Hacker Newsnew | past | comments | ask | show | jobs | submitlogin
How do compilers optimize divisions? (zneak.github.io)
166 points by moyix on Feb 20, 2017 | hide | past | favorite | 51 comments


On this subject, these three blog posts are hard to beat:

http://ridiculousfish.com/blog/posts/labor-of-division-episo...

http://ridiculousfish.com/blog/posts/labor-of-division-episo...

http://ridiculousfish.com/blog/posts/labor-of-division-episo...

The same author wrote a library for doing this (and more; it also uses bit shifts) at runtime: http://libdivide.com

Of course, that only makes sense if you know you will do lots of divisions by the same number


Hacker's Delight - an excellent book in general - has an extensive chapter on this, for those who are interested in this topic.

http://www.hackersdelight.org/



Noticed Granlund and Montgomery paper[1] cited in comment. Apparently, Warren also cites the same in Hacker's Delight.

[1] https://doi.org/10.1145/773473.178249


He is also known for Montgomery modular multiplication, which is a technique widely used to efficiently implement RSA in hardware.


Here's a trick I came across recently which I found quite neat: you can test for divisibility by 3 using (x * 0xaaaaaaab) < 0x55555556. Same concept works for 5 and 15, but sadly not other factors.

LLVM does not currently generate that code, but you can make a case it should.


That's pretty cool, although it ought to be mentioned that x must be a uint32. Here's a proof:

    λ> import Data.SBV
    λ> prove $ do x <- Data.SBV.sWord32 "x"; return $ (x * 0xaaaaaaab .< 0x55555556) .== (x `sMod` 3 .== 0)
    Q.E.D.
Are you sure it doesn't work for other factors? It seems it works for 7, 9, and 11.

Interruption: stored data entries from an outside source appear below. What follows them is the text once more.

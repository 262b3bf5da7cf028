/*!
 * Tests for the pending result cache
 */

use std::sync::Arc;

use epubtrans::translation::cache::PendingCache;

#[test]
fn test_cache_withInsert_shouldReportContents() {
    let cache = PendingCache::new();
    assert!(cache.is_empty());

    cache.insert("ch1.xhtml", b"<p>done</p>".to_vec());
    assert!(cache.contains("ch1.xhtml"));
    assert!(!cache.contains("ch2.xhtml"));
    assert_eq!(cache.len(), 1);
}

#[test]
fn test_drain_shouldReturnEverythingAndEmptyTheCache() {
    let cache = PendingCache::new();
    cache.insert("a", vec![1]);
    cache.insert("b", vec![2]);

    let drained = cache.drain();
    assert_eq!(drained.len(), 2);
    assert_eq!(drained.get("a"), Some(&vec![1]));
    assert_eq!(drained.get("b"), Some(&vec![2]));
    assert!(cache.is_empty());
}

#[test]
fn test_discard_shouldDropEverything() {
    let cache = PendingCache::new();
    cache.insert("a", vec![1]);
    cache.insert("b", vec![2]);

    cache.discard();
    assert!(cache.is_empty());
    assert!(cache.drain().is_empty());
}

#[test]
fn test_cache_withConcurrentDistinctKeys_shouldKeepEveryEntry() {
    let cache = Arc::new(PendingCache::new());

    let handles: Vec<_> = (0..8)
        .map(|worker| {
            let cache = Arc::clone(&cache);
            std::thread::spawn(move || {
                for item in 0..50 {
                    cache.insert(&format!("res-{}-{}", worker, item), vec![worker as u8]);
                }
            })
        })
        .collect();

    for handle in handles {
        handle.join().unwrap();
    }

    assert_eq!(cache.len(), 400);
}
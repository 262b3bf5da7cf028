/*!
 * Archive container types and the container service interface.
 *
 * The container format itself (EPUB-style zip handling, manifest parsing) is
 * an external collaborator; the pipeline only needs an ordered resource list
 * going in and a resource list to persist coming out.
 */

use crate::errors::ContainerError;

/// Encoding assumed when a resource declares none
pub const DEFAULT_ENCODING: &str = "utf-8";

/// One addressable document unit inside the source archive.
#[derive(Debug, Clone, PartialEq)]
pub struct Resource {
    /// Stable identity within the archive (href or manifest id)
    pub id: String,

    /// Declared media type
    pub media_type: String,

    /// Declared text encoding, if any
    pub encoding: Option<String>,

    /// Raw resource bytes
    pub data: Vec<u8>,
}

impl Resource {
    /// Create a resource with no declared encoding
    pub fn new(id: impl Into<String>, media_type: impl Into<String>, data: Vec<u8>) -> Self {
        Self {
            id: id.into(),
            media_type: media_type.into(),
            encoding: None,
            data,
        }
    }

    /// Set the declared encoding
    pub fn with_encoding(mut self, encoding: impl Into<String>) -> Self {
        self.encoding = Some(encoding.into());
        self
    }

    /// Effective text encoding, defaulting to UTF-8
    pub fn encoding(&self) -> &str {
        self.encoding.as_deref().unwrap_or(DEFAULT_ENCODING)
    }

    /// Whether the declared media type denotes a translatable markup document
    pub fn is_markup(&self) -> bool {
        self.media_type.to_ascii_lowercase().contains("html")
    }
}

/// Interface to the archive container implementation.
///
/// `save` receives the full resource list, translated entries already swapped
/// in; resources the pipeline did not touch keep their original bytes.
pub trait ContainerService: Send {
    /// Ordered resource list of the open archive
    fn list_resources(&self) -> Vec<Resource>;

    /// Serialize and persist the archive from the given resource list
    fn save(&mut self, resources: &[Resource]) -> Result<Vec<u8>, ContainerError>;
}
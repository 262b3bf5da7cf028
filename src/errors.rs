/*!
 * Error types for the epubtrans application.
 *
 * This module contains custom error types for different parts of the application,
 * using the thiserror crate for ergonomic error definitions.
 */

// Allow dead code - error types are for library consumers
#![allow(dead_code)]

use thiserror::Error;

/// Errors that can occur when talking to a translation backend API
#[derive(Error, Debug)]
pub enum ProviderError {
    /// Error when making an API request fails
    #[error("API request failed: {0}")]
    RequestFailed(String),

    /// Error when parsing an API response fails
    #[error("Failed to parse API response: {0}")]
    ParseError(String),

    /// Error returned by the API itself
    #[error("API responded with error: {status_code} - {message}")]
    ApiError {
        /// HTTP status code
        status_code: u16,
        /// Error message from the API
        message: String,
    },

    /// Error establishing or maintaining a connection
    #[error("Connection error: {0}")]
    ConnectionError(String),

    /// Request exceeded its timeout budget
    #[error("Request timed out after {0} seconds")]
    Timeout(u64),

    /// Backend reported success but carried no usable text
    #[error("Provider returned an empty response")]
    EmptyResponse,
}

impl ProviderError {
    /// Whether a retry could plausibly succeed.
    ///
    /// Transport failures, timeouts, malformed bodies and server-side errors
    /// are transient; client-side API errors (other than rate limiting) are not.
    pub fn is_retryable(&self) -> bool {
        match self {
            Self::ApiError { status_code, .. } => *status_code >= 500 || *status_code == 429,
            _ => true,
        }
    }
}

/// Errors that can occur while decoding, parsing or serializing a markup document
#[derive(Error, Debug)]
pub enum DocumentError {
    /// Resource bytes could not be decoded with the declared encoding
    #[error("Failed to decode resource as {encoding}: {detail}")]
    Decode {
        /// Declared encoding label
        encoding: String,
        /// Decoder failure detail
        detail: String,
    },

    /// Markup could not be parsed into a tree
    #[error("Failed to parse markup: {0}")]
    Parse(String),

    /// Tree could not be serialized back to bytes
    #[error("Failed to serialize markup: {0}")]
    Serialize(String),

    /// A text leaf index did not resolve to a leaf in the tree
    #[error("No text leaf at index {0}")]
    LeafOutOfRange(usize),
}

/// Errors that can occur when reading or writing the archive container
#[derive(Error, Debug)]
pub enum ContainerError {
    /// Error reading the archive
    #[error("Failed to read archive: {0}")]
    Read(String),

    /// Error writing the archive
    #[error("Failed to write archive: {0}")]
    Write(String),
}

/// Errors that can occur during translation
#[derive(Error, Debug)]
pub enum TranslationError {
    /// Error from the backend API
    #[error("Provider error: {0}")]
    Provider(#[from] ProviderError),
}

/// Main application error type that wraps all other errors
#[derive(Error, Debug)]
pub enum AppError {
    /// Error from a file operation
    #[error("File error: {0}")]
    File(String),

    /// Error from the container service
    #[error("Container error: {0}")]
    Container(#[from] ContainerError),

    /// Error from document processing
    #[error("Document error: {0}")]
    Document(#[from] DocumentError),

    /// Error from a backend provider
    #[error("Provider error: {0}")]
    Provider(#[from] ProviderError),

    /// Error from translation
    #[error("Translation error: {0}")]
    Translation(#[from] TranslationError),

    /// The job did not finish inside its deadline; nothing was persisted
    #[error("Job deadline of {0} seconds exceeded")]
    DeadlineExceeded(u64),

    /// Any other error
    #[error("Unknown error: {0}")]
    Unknown(String),
}

// Utility functions for error conversion
impl From<anyhow::Error> for AppError {
    fn from(error: anyhow::Error) -> Self {
        Self::Unknown(error.to_string())
    }
}

impl From<std::io::Error> for AppError {
    fn from(error: std::io::Error) -> Self {
        Self::File(error.to_string())
    }
}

    λ> sat $ do [a,b] <- sWord16s ["a", "b"]; forAll_ (\x -> (x * a .< b) <=> (x `sMod` 7 .== 0))
    Satisfiable. Model:
      a = 28087 :: Word16
      b =  9363 :: Word16

    λ> sat $ do [a,b] <- sWord16s ["a", "b"]; forAll_ (\x -> (x * a .< b) <=> (x `sMod` 9 .== 0))
    Satisfiable. Model:
      a = 36409 :: Word16
      b =  7282 :: Word16

    λ> sat $ do [a,b] <- sWord16s ["a", "b"]; forAll_ (\x -> (x * a .< b) <=> (x `sMod` 11 .== 0))
    Satisfiable. Model:
      a = 35747 :: Word16
      b =  5958 :: Word16
So a is equal to 7^{-1} mod 2^16, and b to ceil((2^16-1)/7), etc.


Duh, you're right on both counts. It should work for any odd divisor, I was just computing the inverse in a dumb way when I tried out other divisors. And I should have stated u32 wrapping arithmetic.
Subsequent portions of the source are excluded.